**WORK ITEM**
Show each line from the records below in which the word "DateTimeError" occurs.

[Opening INPUT FOR THIS TASK section]

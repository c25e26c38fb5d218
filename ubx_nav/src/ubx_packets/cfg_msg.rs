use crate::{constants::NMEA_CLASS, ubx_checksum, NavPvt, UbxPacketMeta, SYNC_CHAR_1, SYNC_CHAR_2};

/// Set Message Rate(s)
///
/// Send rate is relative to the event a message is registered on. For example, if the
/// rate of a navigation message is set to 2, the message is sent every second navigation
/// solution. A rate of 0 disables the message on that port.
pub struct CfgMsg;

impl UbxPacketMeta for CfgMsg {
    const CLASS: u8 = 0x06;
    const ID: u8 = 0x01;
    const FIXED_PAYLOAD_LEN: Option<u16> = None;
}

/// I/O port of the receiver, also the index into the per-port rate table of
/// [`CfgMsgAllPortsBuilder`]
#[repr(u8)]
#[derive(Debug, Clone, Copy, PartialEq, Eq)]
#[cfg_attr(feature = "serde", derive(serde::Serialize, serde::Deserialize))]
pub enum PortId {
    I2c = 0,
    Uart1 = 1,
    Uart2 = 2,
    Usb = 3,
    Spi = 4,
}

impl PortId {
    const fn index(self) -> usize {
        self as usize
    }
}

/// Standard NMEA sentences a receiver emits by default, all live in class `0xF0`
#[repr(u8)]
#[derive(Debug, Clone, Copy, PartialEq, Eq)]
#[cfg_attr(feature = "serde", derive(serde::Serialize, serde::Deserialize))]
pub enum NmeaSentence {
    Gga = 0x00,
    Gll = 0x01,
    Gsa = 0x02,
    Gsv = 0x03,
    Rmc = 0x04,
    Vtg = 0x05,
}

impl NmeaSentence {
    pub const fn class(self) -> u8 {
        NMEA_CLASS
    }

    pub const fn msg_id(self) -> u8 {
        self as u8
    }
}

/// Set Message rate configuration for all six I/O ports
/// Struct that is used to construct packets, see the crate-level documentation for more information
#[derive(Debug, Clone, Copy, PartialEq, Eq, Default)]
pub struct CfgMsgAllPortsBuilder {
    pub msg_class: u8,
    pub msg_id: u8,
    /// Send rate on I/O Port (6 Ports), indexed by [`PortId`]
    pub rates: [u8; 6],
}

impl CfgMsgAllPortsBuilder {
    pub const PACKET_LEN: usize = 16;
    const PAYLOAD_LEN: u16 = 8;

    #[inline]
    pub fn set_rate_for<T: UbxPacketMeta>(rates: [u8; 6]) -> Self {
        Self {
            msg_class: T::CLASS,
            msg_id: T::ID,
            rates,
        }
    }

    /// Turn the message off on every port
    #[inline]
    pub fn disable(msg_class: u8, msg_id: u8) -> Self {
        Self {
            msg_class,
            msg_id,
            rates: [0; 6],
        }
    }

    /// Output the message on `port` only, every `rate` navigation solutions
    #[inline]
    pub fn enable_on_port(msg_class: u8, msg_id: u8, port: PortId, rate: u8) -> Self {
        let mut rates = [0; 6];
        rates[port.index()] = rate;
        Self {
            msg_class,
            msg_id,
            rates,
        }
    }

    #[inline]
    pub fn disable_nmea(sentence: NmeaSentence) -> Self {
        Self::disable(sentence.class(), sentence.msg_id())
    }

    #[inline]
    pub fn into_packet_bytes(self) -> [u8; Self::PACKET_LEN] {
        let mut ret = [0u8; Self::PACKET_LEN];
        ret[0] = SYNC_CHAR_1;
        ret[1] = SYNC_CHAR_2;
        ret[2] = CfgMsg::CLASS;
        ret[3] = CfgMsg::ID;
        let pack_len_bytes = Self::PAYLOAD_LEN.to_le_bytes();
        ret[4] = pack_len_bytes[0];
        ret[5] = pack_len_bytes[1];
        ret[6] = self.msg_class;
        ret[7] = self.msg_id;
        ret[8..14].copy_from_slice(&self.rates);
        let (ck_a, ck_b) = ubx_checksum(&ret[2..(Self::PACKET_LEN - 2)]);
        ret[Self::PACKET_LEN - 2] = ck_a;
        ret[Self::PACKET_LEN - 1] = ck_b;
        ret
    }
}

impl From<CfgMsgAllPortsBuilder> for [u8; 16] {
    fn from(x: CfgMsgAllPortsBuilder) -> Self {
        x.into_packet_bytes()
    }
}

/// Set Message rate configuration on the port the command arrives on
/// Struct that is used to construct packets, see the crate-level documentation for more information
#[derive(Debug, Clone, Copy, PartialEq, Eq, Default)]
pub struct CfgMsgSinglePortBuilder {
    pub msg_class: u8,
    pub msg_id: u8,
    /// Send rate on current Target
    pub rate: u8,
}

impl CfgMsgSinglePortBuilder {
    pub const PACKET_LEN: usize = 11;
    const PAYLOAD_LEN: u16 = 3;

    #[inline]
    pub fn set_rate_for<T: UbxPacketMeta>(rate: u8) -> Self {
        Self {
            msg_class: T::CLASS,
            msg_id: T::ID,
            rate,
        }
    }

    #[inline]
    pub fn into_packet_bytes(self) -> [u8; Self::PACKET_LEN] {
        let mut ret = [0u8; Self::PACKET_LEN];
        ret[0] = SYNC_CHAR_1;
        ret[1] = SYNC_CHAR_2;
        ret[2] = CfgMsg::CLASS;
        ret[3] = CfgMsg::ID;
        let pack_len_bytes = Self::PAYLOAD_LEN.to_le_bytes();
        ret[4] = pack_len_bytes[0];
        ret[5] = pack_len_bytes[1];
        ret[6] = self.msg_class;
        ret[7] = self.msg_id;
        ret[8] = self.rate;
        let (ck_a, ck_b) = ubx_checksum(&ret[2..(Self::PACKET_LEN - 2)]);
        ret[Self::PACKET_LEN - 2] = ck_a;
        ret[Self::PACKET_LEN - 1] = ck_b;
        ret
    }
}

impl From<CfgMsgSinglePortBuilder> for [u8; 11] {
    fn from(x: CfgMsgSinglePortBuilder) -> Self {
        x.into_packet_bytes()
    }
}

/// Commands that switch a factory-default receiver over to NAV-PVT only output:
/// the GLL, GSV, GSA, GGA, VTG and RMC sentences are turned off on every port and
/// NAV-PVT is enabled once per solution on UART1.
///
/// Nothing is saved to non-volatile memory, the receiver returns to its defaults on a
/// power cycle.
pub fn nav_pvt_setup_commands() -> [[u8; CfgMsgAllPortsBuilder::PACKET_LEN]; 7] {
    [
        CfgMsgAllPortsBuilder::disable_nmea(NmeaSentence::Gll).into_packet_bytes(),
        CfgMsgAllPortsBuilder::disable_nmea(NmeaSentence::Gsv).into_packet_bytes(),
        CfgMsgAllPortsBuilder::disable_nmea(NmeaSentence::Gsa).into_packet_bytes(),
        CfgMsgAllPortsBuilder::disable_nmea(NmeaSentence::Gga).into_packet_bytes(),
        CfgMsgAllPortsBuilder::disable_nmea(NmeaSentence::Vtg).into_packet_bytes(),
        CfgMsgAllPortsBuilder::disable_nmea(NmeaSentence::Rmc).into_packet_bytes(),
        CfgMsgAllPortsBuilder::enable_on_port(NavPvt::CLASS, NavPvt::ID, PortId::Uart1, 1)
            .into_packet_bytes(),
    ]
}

[Closing INPUT FOR THIS TASK section]
[Opening INPUT FOR THIS TASK section]

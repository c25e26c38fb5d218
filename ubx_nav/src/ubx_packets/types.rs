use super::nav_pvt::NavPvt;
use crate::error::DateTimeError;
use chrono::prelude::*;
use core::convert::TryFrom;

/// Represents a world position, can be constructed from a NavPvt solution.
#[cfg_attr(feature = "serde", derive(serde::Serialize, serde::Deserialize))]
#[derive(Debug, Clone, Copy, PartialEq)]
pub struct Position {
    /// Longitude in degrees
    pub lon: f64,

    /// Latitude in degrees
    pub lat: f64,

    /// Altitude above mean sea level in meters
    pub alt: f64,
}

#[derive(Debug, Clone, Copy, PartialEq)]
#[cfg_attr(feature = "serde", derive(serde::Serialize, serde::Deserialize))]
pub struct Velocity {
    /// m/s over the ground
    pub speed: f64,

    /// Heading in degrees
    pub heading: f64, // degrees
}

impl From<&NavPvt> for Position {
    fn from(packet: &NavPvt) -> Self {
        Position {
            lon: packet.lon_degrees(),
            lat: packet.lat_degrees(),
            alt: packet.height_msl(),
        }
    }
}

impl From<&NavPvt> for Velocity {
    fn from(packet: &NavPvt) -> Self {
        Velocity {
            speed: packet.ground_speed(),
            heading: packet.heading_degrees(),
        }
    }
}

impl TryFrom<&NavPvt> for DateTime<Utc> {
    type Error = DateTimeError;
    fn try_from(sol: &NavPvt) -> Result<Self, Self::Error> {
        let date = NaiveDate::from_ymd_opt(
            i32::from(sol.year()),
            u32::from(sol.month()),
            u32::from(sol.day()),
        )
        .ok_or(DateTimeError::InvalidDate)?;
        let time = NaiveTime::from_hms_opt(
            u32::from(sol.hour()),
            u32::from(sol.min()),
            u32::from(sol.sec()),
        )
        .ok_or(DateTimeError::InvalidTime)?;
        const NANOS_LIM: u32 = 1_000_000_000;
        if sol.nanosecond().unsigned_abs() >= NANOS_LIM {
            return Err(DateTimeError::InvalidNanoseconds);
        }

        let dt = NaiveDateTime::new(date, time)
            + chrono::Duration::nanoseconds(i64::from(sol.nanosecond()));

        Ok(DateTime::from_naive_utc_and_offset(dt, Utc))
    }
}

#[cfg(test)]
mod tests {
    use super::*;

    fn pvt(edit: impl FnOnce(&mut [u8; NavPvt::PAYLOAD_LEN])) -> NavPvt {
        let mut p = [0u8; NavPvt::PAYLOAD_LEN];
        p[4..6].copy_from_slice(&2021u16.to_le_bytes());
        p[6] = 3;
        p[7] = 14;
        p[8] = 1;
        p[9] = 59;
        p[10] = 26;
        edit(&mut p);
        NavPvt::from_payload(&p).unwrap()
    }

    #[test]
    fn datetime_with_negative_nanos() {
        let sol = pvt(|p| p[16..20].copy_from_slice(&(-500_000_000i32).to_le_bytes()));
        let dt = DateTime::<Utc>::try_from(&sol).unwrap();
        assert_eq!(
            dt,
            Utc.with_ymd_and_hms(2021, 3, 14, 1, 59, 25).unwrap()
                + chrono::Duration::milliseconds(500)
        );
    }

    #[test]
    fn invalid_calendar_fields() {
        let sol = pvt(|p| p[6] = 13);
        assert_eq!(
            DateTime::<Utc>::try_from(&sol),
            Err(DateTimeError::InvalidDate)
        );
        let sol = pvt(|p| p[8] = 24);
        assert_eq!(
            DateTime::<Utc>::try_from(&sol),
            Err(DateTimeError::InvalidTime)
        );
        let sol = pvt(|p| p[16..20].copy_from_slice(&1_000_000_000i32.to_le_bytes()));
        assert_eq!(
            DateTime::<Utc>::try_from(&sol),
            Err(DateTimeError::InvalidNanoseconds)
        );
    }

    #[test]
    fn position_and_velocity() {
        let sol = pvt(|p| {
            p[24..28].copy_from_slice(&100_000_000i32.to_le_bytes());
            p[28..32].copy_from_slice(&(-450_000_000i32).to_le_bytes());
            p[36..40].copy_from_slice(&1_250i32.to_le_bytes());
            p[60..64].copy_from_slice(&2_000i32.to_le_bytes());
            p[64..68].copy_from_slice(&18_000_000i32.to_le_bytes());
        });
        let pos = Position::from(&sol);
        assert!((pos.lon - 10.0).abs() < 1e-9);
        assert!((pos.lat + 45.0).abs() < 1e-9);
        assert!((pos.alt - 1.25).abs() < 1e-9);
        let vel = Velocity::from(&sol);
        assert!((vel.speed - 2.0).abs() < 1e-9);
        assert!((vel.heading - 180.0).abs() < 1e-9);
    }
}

[Closing INPUT FOR THIS TASK section]

**REPLY**
use crate::error::DateTimeError;
    type Error = DateTimeError;
        .ok_or(DateTimeError::InvalidDate)?;
        .ok_or(DateTimeError::InvalidTime)?;
            return Err(DateTimeError::InvalidNanoseconds);
            Err(DateTimeError::InvalidDate)
            Err(DateTimeError::InvalidTime)
            Err(DateTimeError::InvalidNanoseconds)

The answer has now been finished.